____ Given records

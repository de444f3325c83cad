use owo_colors::OwoColorize;

use lexmetric_core::{DocumentFailure, REPORT_COLUMNS, ReportSummary, TextMetrics};

use crate::VERSION;

/// Print a styled banner for verbose mode
pub fn print_banner() {
    eprintln!(
        "\n{} {} {}",
        "lexmetric".bold().bright_blue(),
        "v".dimmed(),
        VERSION.dimmed()
    );
    eprintln!("{}", "Readability and sentiment metrics for web articles\n".dimmed());
}

/// Print a styled step message
pub fn print_step(step: usize, total: usize, message: &str) {
    eprintln!("{} {}", format!("[{}/{}]", step, total).dimmed(), message.bright_cyan());
}

/// Print a success message
pub fn print_success(message: &str) {
    eprintln!("{} {}", "✓".green(), message.bright_green());
}

/// Print an info message
pub fn print_info(message: &str) {
    eprintln!("{} {}", "ℹ".blue(), message.bright_blue());
}

/// Print a warning message
pub fn print_warning(message: &str) {
    eprintln!("{} {}", "⚠".yellow(), message.bright_yellow());
}

/// Print an error message
pub fn print_error(message: &str) {
    eprintln!("{} {}", "✗".red(), message.bright_red());
}

/// Print the processed/skipped counts and every skipped document
pub fn print_batch_summary(summary: &ReportSummary, failures: &[DocumentFailure], elapsed: std::time::Duration) {
    eprintln!("\n{}", "═".repeat(60).dimmed());
    eprintln!("{}", "Batch Summary".bold().cyan());
    eprintln!("{}", "═".repeat(60).dimmed());
    eprintln!(
        "  {} {}",
        "Documents:".dimmed(),
        summary.total().to_string().bright_white()
    );
    eprintln!(
        "  {} {}",
        "Processed:".dimmed(),
        summary.processed.to_string().bright_green()
    );
    eprintln!(
        "  {} {}",
        "Skipped:".dimmed(),
        summary.skipped.to_string().bright_yellow()
    );
    eprintln!(
        "  {} {:.2}s\n",
        "Elapsed:".dimmed(),
        elapsed.as_secs_f64()
    );

    for failure in failures {
        print_warning(&failure.to_string());
    }
}

/// Print one document's metrics as an aligned two-column table
pub fn print_metrics(name: &str, metrics: &TextMetrics) {
    let values = [
        metrics.positive_score.to_string(),
        metrics.negative_score.to_string(),
        format!("{:.4}", metrics.polarity_score),
        format!("{:.4}", metrics.subjectivity_score),
        format!("{:.2}", metrics.avg_sentence_length),
        format!("{:.2}", metrics.percentage_of_complex_words),
        format!("{:.2}", metrics.fog_index),
        format!("{:.2}", metrics.avg_number_of_words_per_sentence),
        metrics.complex_word_count.to_string(),
        metrics.word_count.to_string(),
        format!("{:.2}", metrics.syllable_per_word),
        metrics.personal_pronouns.to_string(),
        format!("{:.2}", metrics.avg_word_length),
    ];

    println!("{}", name.bold());
    for (label, value) in REPORT_COLUMNS[2..].iter().zip(values) {
        println!("  {:<34} {}", format!("{}:", label).dimmed(), value.bright_white());
    }
}

/// Format file size for display
pub fn format_size(bytes: usize) -> String {
    const KB: usize = 1024;
    const MB: usize = 1024 * KB;

    if bytes >= MB {
        format!("{:.1} MB", bytes as f64 / MB as f64)
    } else if bytes >= KB {
        format!("{:.1} KB", bytes as f64 / KB as f64)
    } else {
        format!("{} B", bytes)
    }
}
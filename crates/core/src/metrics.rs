//! Sentiment, readability and lexical statistics.
//!
//! Every function here is pure: it reads a token sequence (and, where needed,
//! a lexicon) and returns a number. Ratios never divide by zero; a zero
//! denominator yields `0.0`.
//!
//! Sentiment is computed on stopword-filtered tokens. Everything else uses the
//! full, unfiltered word sequence.

use serde::Serialize;

use crate::filter::filter_stopwords;
use crate::lexicon::{Lexicon, Lexicons};

/// Smoothing term keeping sentiment ratios finite.
pub const EPSILON: f64 = 1e-6;

/// Coefficient of the Gunning Fog formula.
pub const FOG_COEFFICIENT: f64 = 0.4;

/// Words with more syllables than this are complex.
pub const COMPLEX_WORD_SYLLABLES: usize = 2;

const VOWELS: &[char] = &['a', 'e', 'i', 'o', 'u', 'y'];

fn ratio(numerator: f64, denominator: f64) -> f64 {
    if denominator == 0.0 { 0.0 } else { numerator / denominator }
}

/// Lexicon hit counts and the ratios derived from them.
#[derive(Debug, Clone, Copy, Default, PartialEq, Serialize)]
pub struct SentimentScores {
    pub positive: usize,
    pub negative: usize,
    /// `(pos - neg) / (pos + neg + ε)`, in `[-1, 1]`.
    pub polarity: f64,
    /// `(pos + neg) / (token_count + ε)`, in `[0, 1]`.
    pub subjectivity: f64,
}

/// Scores a token sequence against the positive and negative lexicons.
///
/// Tokens are case-folded before lookup and count toward at most one side,
/// positive first.
pub fn sentiment_scores<S: AsRef<str>>(tokens: &[S], positive: &Lexicon, negative: &Lexicon) -> SentimentScores {
    let mut pos = 0usize;
    let mut neg = 0usize;

    for token in tokens {
        let folded = token.as_ref().to_lowercase();
        if positive.contains(&folded) {
            pos += 1;
        } else if negative.contains(&folded) {
            neg += 1;
        }
    }

    let polarity = (pos as f64 - neg as f64) / ((pos + neg) as f64 + EPSILON);
    let subjectivity = (pos + neg) as f64 / (tokens.len() as f64 + EPSILON);

    SentimentScores { positive: pos, negative: neg, polarity, subjectivity }
}

/// Heuristic syllable count.
///
/// Lowercases the word, strips a trailing `es` or `ed`, then counts runs of
/// consecutive vowels (`aeiouy`). Never returns less than 1.
pub fn syllable_count(word: &str) -> usize {
    let lower = word.to_lowercase();
    let stem = lower
        .strip_suffix("es")
        .or_else(|| lower.strip_suffix("ed"))
        .unwrap_or(&lower);

    let mut count = 0;
    let mut prev_was_vowel = false;
    for c in stem.chars() {
        let is_vowel = VOWELS.contains(&c);
        if is_vowel && !prev_was_vowel {
            count += 1;
        }
        prev_was_vowel = is_vowel;
    }

    count.max(1)
}

pub fn is_complex_word(word: &str) -> bool {
    syllable_count(word) > COMPLEX_WORD_SYLLABLES
}

/// Gunning Fog style readability figures.
#[derive(Debug, Clone, Copy, Default, PartialEq, Serialize)]
pub struct Readability {
    pub word_count: usize,
    pub sentence_count: usize,
    pub complex_word_count: usize,
    pub avg_sentence_length: f64,
    pub percent_complex_words: f64,
    pub fog_index: f64,
}

/// Computes readability over the full word sequence.
pub fn readability<S: AsRef<str>>(words: &[S], sentence_count: usize) -> Readability {
    let word_count = words.len();
    let complex_word_count = words.iter().filter(|w| is_complex_word(w.as_ref())).count();

    let avg_sentence_length = ratio(word_count as f64, sentence_count as f64);
    let percent_complex_words = 100.0 * ratio(complex_word_count as f64, word_count as f64);
    let fog_index = FOG_COEFFICIENT * (avg_sentence_length + percent_complex_words);

    Readability {
        word_count,
        sentence_count,
        complex_word_count,
        avg_sentence_length,
        percent_complex_words,
        fog_index,
    }
}

/// Counts fully alphanumeric words that are not generic stopwords.
pub fn cleaned_word_count<S: AsRef<str>>(words: &[S], generic_stopwords: &Lexicon) -> usize {
    words
        .iter()
        .map(AsRef::as_ref)
        .filter(|w| !w.is_empty() && w.chars().all(char::is_alphanumeric))
        .filter(|w| !generic_stopwords.contains(&w.to_lowercase()))
        .count()
}

/// Counts personal pronouns.
///
/// Membership is case-insensitive, but the literal token `US` (the country) is
/// then excluded on its original case. `Us` and `uS` still count; this
/// asymmetry is intentional and must be kept.
pub fn personal_pronoun_count<S: AsRef<str>>(words: &[S], pronouns: &Lexicon) -> usize {
    words
        .iter()
        .map(AsRef::as_ref)
        .filter(|w| pronouns.contains(&w.to_lowercase()) && *w != "US")
        .count()
}

/// Mean character length of the words.
pub fn average_word_length<S: AsRef<str>>(words: &[S]) -> f64 {
    let total: usize = words.iter().map(|w| w.as_ref().chars().count()).sum();
    ratio(total as f64, words.len() as f64)
}

/// Mean syllable count of the words.
pub fn syllables_per_word<S: AsRef<str>>(words: &[S]) -> f64 {
    let total: usize = words.iter().map(|w| syllable_count(w.as_ref())).sum();
    ratio(total as f64, words.len() as f64)
}

/// The thirteen per-document metrics.
#[derive(Debug, Clone, Copy, Default, PartialEq, Serialize)]
pub struct TextMetrics {
    pub positive_score: usize,
    pub negative_score: usize,
    pub polarity_score: f64,
    pub subjectivity_score: f64,
    pub avg_sentence_length: f64,
    pub percentage_of_complex_words: f64,
    pub fog_index: f64,
    /// Same value as `avg_sentence_length`; both appear in reports.
    pub avg_number_of_words_per_sentence: f64,
    pub complex_word_count: usize,
    /// Cleaned word count, not the raw token count.
    pub word_count: usize,
    pub syllable_per_word: f64,
    pub personal_pronouns: usize,
    pub avg_word_length: f64,
}

impl TextMetrics {
    /// Computes every metric from one document's words and sentence count.
    pub fn compute(words: &[&str], sentence_count: usize, lexicons: &Lexicons) -> Self {
        let content_tokens = filter_stopwords(&lexicons.stopwords, words.iter().copied());
        let sentiment = sentiment_scores(&content_tokens, &lexicons.positive, &lexicons.negative);
        let readability = readability(words, sentence_count);

        Self {
            positive_score: sentiment.positive,
            negative_score: sentiment.negative,
            polarity_score: sentiment.polarity,
            subjectivity_score: sentiment.subjectivity,
            avg_sentence_length: readability.avg_sentence_length,
            percentage_of_complex_words: readability.percent_complex_words,
            fog_index: readability.fog_index,
            avg_number_of_words_per_sentence: readability.avg_sentence_length,
            complex_word_count: readability.complex_word_count,
            word_count: cleaned_word_count(words, &lexicons.generic_stopwords),
            syllable_per_word: syllables_per_word(words),
            personal_pronouns: personal_pronoun_count(words, &lexicons.pronouns),
            avg_word_length: average_word_length(words),
        }
    }

    /// True when no metric is NaN or infinite.
    pub fn is_finite(&self) -> bool {
        [
            self.polarity_score,
            self.subjectivity_score,
            self.avg_sentence_length,
            self.percentage_of_complex_words,
            self.fog_index,
            self.avg_number_of_words_per_sentence,
            self.syllable_per_word,
            self.avg_word_length,
        ]
        .iter()
        .all(|v| v.is_finite())
    }
}
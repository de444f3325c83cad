//! Sentence and word tokenization.
//!
//! Both tokenizers are lazy iterators over borrowed slices of the input and
//! are `Clone`, so a sequence can be restarted or walked twice without
//! re-tokenizing the whole text up front.
//!
//! # Example
//!
//! ```rust
//! use lexmetric_core::tokenize::{sentences, words};
//!
//! let text = "Dr. Smith arrived. Cats don't meow!";
//! assert_eq!(sentences(text).collect::<Vec<_>>(), vec!["Dr. Smith arrived.", "Cats don't meow!"]);
//! assert_eq!(words(text).count(), 6);
//! ```

use std::sync::LazyLock;

use regex::Regex;

/// Letters/digits, optionally joined by internal apostrophes or hyphens.
static WORD: LazyLock<Regex> =
    LazyLock::new(|| Regex::new(r"[\p{L}\p{N}]+(?:['’\-][\p{L}\p{N}]+)*").unwrap());

/// Lowercase forms (without the final period) that never end a sentence.
const ABBREVIATIONS: &[&str] = &[
    "mr", "mrs", "ms", "dr", "prof", "sr", "jr", "st", "mt", "vs", "inc", "ltd", "co", "corp", "dept", "est",
    "fig", "approx", "gen", "gov", "rev", "ave", "e.g", "i.e", "u.s", "u.k", "a.m", "p.m", "jan", "feb", "aug",
    "sept", "oct", "nov", "dec",
];

fn is_terminator(c: char) -> bool {
    matches!(c, '.' | '!' | '?')
}

fn is_closer(c: char) -> bool {
    matches!(c, '"' | '\'' | '”' | '’' | ')' | ']')
}

fn is_opener(c: char) -> bool {
    matches!(c, '"' | '\'' | '“' | '‘' | '(' | '[')
}

/// True when the word right before a period is a known abbreviation or an
/// initial.
fn ends_with_abbreviation(prefix: &str) -> bool {
    let word = prefix.rsplit(char::is_whitespace).next().unwrap_or_default();
    let word = word.trim_start_matches(|c: char| !c.is_alphanumeric());

    let mut chars = word.chars();
    if let (Some(c), None) = (chars.next(), chars.next()) {
        return c.is_alphabetic() && c != 'I';
    }

    let lower = word.to_lowercase();
    ABBREVIATIONS.contains(&lower.as_str())
}

/// True when `rest` is whitespace followed by a capitalized start.
fn starts_new_sentence(rest: &str) -> bool {
    let trimmed = rest.trim_start();
    if trimmed.len() == rest.len() {
        return false;
    }

    let mut chars = trimmed.chars();
    match chars.next() {
        Some(c) if c.is_uppercase() => true,
        Some(c) if is_opener(c) => chars.next().is_some_and(char::is_uppercase),
        _ => false,
    }
}

/// Byte offset just past the next sentence boundary at or after `from`.
fn find_boundary(text: &str, from: usize) -> Option<usize> {
    let mut chars = text[from..].char_indices().peekable();

    while let Some((i, c)) = chars.next() {
        if !is_terminator(c) {
            continue;
        }

        let mut end = from + i + c.len_utf8();
        while let Some(&(j, next)) = chars.peek() {
            if is_terminator(next) || is_closer(next) {
                end = from + j + next.len_utf8();
                chars.next();
            } else {
                break;
            }
        }

        if c == '.' && ends_with_abbreviation(&text[from..from + i]) {
            continue;
        }

        if starts_new_sentence(&text[end..]) {
            return Some(end);
        }
    }

    None
}

/// Lazy iterator over the sentences of a text.
#[derive(Debug, Clone)]
pub struct Sentences<'t> {
    text: &'t str,
    pos: usize,
}

impl<'t> Iterator for Sentences<'t> {
    type Item = &'t str;

    fn next(&mut self) -> Option<&'t str> {
        while self.pos < self.text.len() {
            let start = self.pos;
            let end = find_boundary(self.text, start).unwrap_or(self.text.len());
            self.pos = end;

            let sentence = self.text[start..end].trim();
            if !sentence.is_empty() {
                return Some(sentence);
            }
        }
        None
    }
}

/// Lazy iterator over the word tokens of a text.
#[derive(Debug, Clone)]
pub struct Words<'t> {
    text: &'t str,
    pos: usize,
}

impl<'t> Iterator for Words<'t> {
    type Item = &'t str;

    fn next(&mut self) -> Option<&'t str> {
        let m = WORD.find_at(self.text, self.pos)?;
        self.pos = m.end();
        Some(m.as_str())
    }
}

/// Splits `text` into sentences.
///
/// A sentence ends at `.`, `!` or `?` (plus any repeated terminators and
/// closing quotes or brackets) followed by whitespace and a capital letter.
/// Periods after known abbreviations and single-letter initials do not end a
/// sentence. Whatever follows the last boundary is the final sentence.
pub fn sentences(text: &str) -> Sentences<'_> {
    Sentences { text, pos: 0 }
}

/// Splits `text` into case-preserved word tokens.
///
/// Punctuation and whitespace separate words; apostrophes and hyphens inside
/// a word are kept, so `don't` and `state-of-the-art` are single tokens.
pub fn words(text: &str) -> Words<'_> {
    Words { text, pos: 0 }
}

#[cfg(test)]
mod tests {
    use super::*;
    use rstest::rstest;

    #[test]
    fn test_two_simple_sentences() {
        let result: Vec<&str> = sentences("Dogs bark. Cats meow.").collect();
        assert_eq!(result, vec!["Dogs bark.", "Cats meow."]);
    }

    #[rstest]
    #[case("", 0)]
    #[case("   \n\t ", 0)]
    #[case("no punctuation at all", 1)]
    #[case("Wait!! Really? Yes.", 3)]
    #[case("Mr. Smith went home. He slept.", 2)]
    #[case("The U.S. economy grew. Prices fell.", 2)]
    #[case("See e.g. The Report for details.", 1)]
    #[case("Written by J. Doe. Published later.", 2)]
    #[case("It costs 3.5 Million. Nobody paid.", 2)]
    #[case("lowercase after. still the same sentence.", 1)]
    #[case("Wait... What happened?", 2)]
    #[case("So did I. Then we left.", 2)]
    fn test_sentence_counts(#[case] text: &str, #[case] expected: usize) {
        assert_eq!(sentences(text).count(), expected);
    }

    #[test]
    fn test_sentence_with_closing_quote() {
        let result: Vec<&str> = sentences(r#"He said "Stop." Then he left."#).collect();
        assert_eq!(result, vec![r#"He said "Stop.""#, "Then he left."]);
    }

    #[test]
    fn test_sentence_with_opening_quote() {
        let result: Vec<&str> = sentences(r#"It ended. "Fine," she said."#).collect();
        assert_eq!(result.len(), 2);
    }

    #[test]
    fn test_sentences_restartable() {
        let iter = sentences("One here. Two here. Three here.");
        let first_pass: Vec<&str> = iter.clone().collect();
        let second_pass: Vec<&str> = iter.collect();
        assert_eq!(first_pass, second_pass);
        assert_eq!(first_pass.len(), 3);
    }

    #[test]
    fn test_words_basic() {
        let result: Vec<&str> = words("Dogs bark. Cats meow.").collect();
        assert_eq!(result, vec!["Dogs", "bark", "Cats", "meow"]);
    }

    #[test]
    fn test_words_keep_contractions_and_hyphens() {
        let result: Vec<&str> = words("Don't stop: state-of-the-art, 2024's best!").collect();
        assert_eq!(result, vec!["Don't", "stop", "state-of-the-art", "2024's", "best"]);
    }

    #[rstest]
    #[case("end.Next", vec!["end", "Next"])]
    #[case("well--known", vec!["well", "known"])]
    #[case("rock 'n' roll", vec!["rock", "n", "roll"])]
    #[case("café naïve", vec!["café", "naïve"])]
    #[case("... !!! ???", vec![])]
    fn test_words_edge_cases(#[case] text: &str, #[case] expected: Vec<&str>) {
        let result: Vec<&str> = words(text).collect();
        assert_eq!(result, expected);
    }

    #[test]
    fn test_words_preserve_case() {
        let result: Vec<&str> = words("US and us").collect();
        assert_eq!(result, vec!["US", "and", "us"]);
    }

    #[test]
    fn test_words_restartable() {
        let iter = words("a b c");
        assert_eq!(iter.clone().count(), 3);
        assert_eq!(iter.collect::<Vec<_>>(), vec!["a", "b", "c"]);
    }
}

________

What you will do:
Can you write out the lines above, from the first one through the one containing "an info message", exactly as they appear and nothing more?

Solution:
repository de444f3325c83cad
use owo_colors::OwoColorize;

use lexmetric_core::{DocumentFailure, REPORT_COLUMNS, ReportSummary, TextMetrics};

use crate::VERSION;

/// Print a styled banner for verbose mode
pub fn print_banner() {
    eprintln!(
        "\n{} {} {}",
        "lexmetric".bold().bright_blue(),
        "v".dimmed(),
        VERSION.dimmed()
    );
    eprintln!("{}", "Readability and sentiment metrics for web articles\n".dimmed());
}

/// Print a styled step message
pub fn print_step(step: usize, total: usize, message: &str) {
    eprintln!("{} {}", format!("[{}/{}]", step, total).dimmed(), message.bright_cyan());
}

/// Print a success message
pub fn print_success(message: &str) {
    eprintln!("{} {}", "✓".green(), message.bright_green());
}

/// Print an info message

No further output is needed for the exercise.